#### SUPPLIED DATA:
-- Opening Marker --

//! Sequence strategy: a regressor trained once on scaled look-back windows
//!
//! The scaler is fitted on the training split only. At each rolling step the
//! last `L` raw history values are scaled, fed to the regressor and the output
//! inverse-scaled, so forecasts are compared with actuals in original units.

use super::{ForecastStrategy, StepForecast};
use crate::error::{PipelineError, Result};
use crate::partition::{make_windows, Window};
use crate::scaler::MinMaxScaler;
use tracing::info;

/// A regressor over fixed-length scaled input sequences
pub trait SequenceRegressor: Send {
    fn name(&self) -> &str;

    /// Train on windows cut from the scaled training split
    fn fit(&mut self, windows: &[Window]) -> Result<()>;

    /// Predict the scaled value following `inputs`
    fn predict(&self, inputs: &[f64]) -> Result<f64>;
}

pub struct SequenceStrategy {
    regressor: Box<dyn SequenceRegressor>,
    scaler: MinMaxScaler,
    look_back: usize,
    train_pairs: Vec<(f64, f64)>,
}

impl SequenceStrategy {
    /// Fit the scaler and the regressor on `train`.
    ///
    /// Fails with `DegenerateScale` on a constant training split and with
    /// `InsufficientData` when no window fits.
    pub fn train(
        mut regressor: Box<dyn SequenceRegressor>,
        train: &[f64],
        look_back: usize,
    ) -> Result<Self> {
        let scaler = MinMaxScaler::fit(train)?;
        let scaled = scaler.transform_slice(train);
        let windows = make_windows(&scaled, look_back)?;

        regressor.fit(&windows)?;

        let train_pairs = windows
            .iter()
            .map(|w| {
                regressor
                    .predict(&w.inputs)
                    .map(|p| (scaler.inverse_transform(p), scaler.inverse_transform(w.target)))
            })
            .collect::<Result<Vec<_>>>()?;

        info!(
            event = "sequence_trained",
            regressor = regressor.name(),
            windows = windows.len(),
            look_back,
            scale_min = scaler.min(),
            scale_max = scaler.max(),
            "Sequence regressor trained"
        );

        Ok(Self {
            regressor,
            scaler,
            look_back,
            train_pairs,
        })
    }

    pub fn scaler(&self) -> &MinMaxScaler {
        &self.scaler
    }

    pub fn look_back(&self) -> usize {
        self.look_back
    }

    /// In-sample (predicted, actual) pairs on the original scale
    pub fn train_pairs(&self) -> &[(f64, f64)] {
        &self.train_pairs
    }
}

impl ForecastStrategy for SequenceStrategy {
    fn name(&self) -> &str {
        "sequence"
    }

    fn fit_and_predict_one_step(&mut self, history: &[f64]) -> Result<StepForecast> {
        if history.len() < self.look_back {
            return Err(PipelineError::InsufficientData {
                needed: self.look_back - 1,
                got: history.len(),
            });
        }
        let inputs = self
            .scaler
            .transform_slice(&history[history.len() - self.look_back..]);
        let scaled = self.regressor.predict(&inputs)?;
        Ok(StepForecast::point(self.scaler.inverse_transform(scaled)))
    }
}

#[cfg(test)]
mod tests {
    use super::*;

    /// Predicts the last input unchanged
    struct Persistence;

    impl SequenceRegressor for Persistence {
        fn name(&self) -> &str {
            "persistence"
        }

        fn fit(&mut self, windows: &[Window]) -> Result<()> {
            assert!(!windows.is_empty());
            Ok(())
        }

        fn predict(&self, inputs: &[f64]) -> Result<f64> {
            inputs
                .last()
                .copied()
                .ok_or_else(|| PipelineError::Model("empty input".into()))
        }
    }

    #[test]
    fn test_predictions_are_inverse_scaled() {
        let train = [100.0, 200.0, 300.0, 400.0, 500.0];
        let mut strategy =
            SequenceStrategy::train(Box::new(Persistence), &train, 2).unwrap();
        // Persistence in scaled space returns the last raw value once inverted
        let forecast = strategy
            .fit_and_predict_one_step(&[100.0, 450.0, 650.0])
            .unwrap();
        assert!((forecast.point - 650.0).abs() < 1e-9);
        assert_eq!(strategy.scaler().min(), 100.0);
        assert_eq!(strategy.scaler().max(), 500.0);
    }

    #[test]
    fn test_train_pairs_in_original_units() {
        let train = [1.0, 3.0, 2.0, 5.0, 4.0];
        let strategy =
            SequenceStrategy::train(Box::new(Persistence), &train, 1).unwrap();
        // len - L - 1 windows
        assert_eq!(
            strategy.train_pairs(),
            &[(1.0, 3.0), (3.0, 2.0), (2.0, 5.0)]
        );
    }

    #[test]
    fn test_constant_train_is_degenerate() {
        let result = SequenceStrategy::train(Box::new(Persistence), &[7.0; 20], 1);
        assert!(matches!(result, Err(PipelineError::DegenerateScale { .. })));
    }

    #[test]
    fn test_short_train_is_insufficient() {
        let result = SequenceStrategy::train(Box::new(Persistence), &[1.0, 2.0], 1);
        assert!(matches!(result, Err(PipelineError::InsufficientData { .. })));
    }
}
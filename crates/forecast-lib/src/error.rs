//! Error taxonomy for the forecasting pipeline
//!
//! Column- and step-level failures are contained by the caller (the pipeline
//! logs them as degraded/skipped). Structural failures abort the run.

use thiserror::Error;

/// Result alias used across the library
pub type Result<T> = std::result::Result<T, PipelineError>;

/// Errors raised by ingestion, feature engineering, partitioning, scaling,
/// forecasting and evaluation
#[derive(Error, Debug)]
pub enum PipelineError {
    /// A required input column is absent
    #[error("missing column: {column}")]
    MissingColumn { column: String },

    /// Not enough rows for the requested window, order or split
    #[error("insufficient data: need more than {needed} rows, got {got}")]
    InsufficientData { needed: usize, got: usize },

    /// Zero-variance column cannot be min-max scaled
    #[error("degenerate scale: min == max == {value}")]
    DegenerateScale { value: f64 },

    /// Model fitting failed for a single rolling step
    #[error("model fit failed: {0}")]
    FitFailure(String),

    /// Too few valid forecasts remain to compute metrics
    #[error("insufficient results: {valid} valid forecast pairs, need at least {needed}")]
    InsufficientResults { valid: usize, needed: usize },

    /// Configuration value outside its allowed range
    #[error("invalid configuration: {0}")]
    InvalidConfig(String),

    /// Source contained no usable rows
    #[error("dataset is empty after ingestion")]
    EmptyDataset,

    /// Pre-trained model could not be loaded or executed
    #[error("model error: {0}")]
    Model(String),

    #[error("csv error: {0}")]
    Csv(#[from] csv::Error),

    #[error("io error: {0}")]
    Io(#[from] std::io::Error),
}

impl PipelineError {
    /// Whether the failure is contained to one column or one step
    pub fn is_recoverable(&self) -> bool {
        matches!(
            self,
            PipelineError::MissingColumn { .. }
                | PipelineError::FitFailure(_)
                | PipelineError::DegenerateScale { .. }
        )
    }

    /// Short machine-readable kind, used in reports and log fields
    pub fn kind(&self) -> &'static str {
        match self {
            PipelineError::MissingColumn { .. } => "missing_column",
            PipelineError::InsufficientData { .. } => "insufficient_data",
            PipelineError::DegenerateScale { .. } => "degenerate_scale",
            PipelineError::FitFailure(_) => "fit_failure",
            PipelineError::InsufficientResults { .. } => "insufficient_results",
            PipelineError::InvalidConfig(_) => "invalid_config",
            PipelineError::EmptyDataset => "empty_dataset",
            PipelineError::Model(_) => "model",
            PipelineError::Csv(_) => "csv",
            PipelineError::Io(_) => "io",
        }
    }
}

#[cfg(test)]
mod tests {
    use super::*;

    #[test]
    fn test_error_messages() {
        let err = PipelineError::MissingColumn {
            column: "CPU usage [%]".to_string(),
        };
        assert_eq!(err.to_string(), "missing column: CPU usage [%]");

        let err = PipelineError::InsufficientData { needed: 2, got: 2 };
        assert_eq!(
            err.to_string(),
            "insufficient data: need more than 2 rows, got 2"
        );

        let err = PipelineError::InsufficientResults { valid: 1, needed: 2 };
        assert!(err.to_string().contains("1 valid forecast pairs"));
    }

    #[test]
    fn test_recoverable_classification() {
        assert!(PipelineError::FitFailure("singular".into()).is_recoverable());
        assert!(PipelineError::MissingColumn { column: "x".into() }.is_recoverable());
        assert!(PipelineError::DegenerateScale { value: 1.0 }.is_recoverable());
        assert!(!PipelineError::EmptyDataset.is_recoverable());
        assert!(!PipelineError::InvalidConfig("f".into()).is_recoverable());
    }

    #[test]
    fn test_kind_labels() {
        assert_eq!(PipelineError::EmptyDataset.kind(), "empty_dataset");
        assert_eq!(
            PipelineError::DegenerateScale { value: 0.0 }.kind(),
            "degenerate_scale"
        );
    }
}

-- Closing Marker --

#### REQUIRED ACTION:
If a line in the records holds the string "InvalidConfig", copy it.

#### EXERCISE OUTPUT:
    InvalidConfig(String),
            PipelineError::InvalidConfig(_) => "invalid_config",
        assert!(!PipelineError::InvalidConfig("f".into()).is_recoverable());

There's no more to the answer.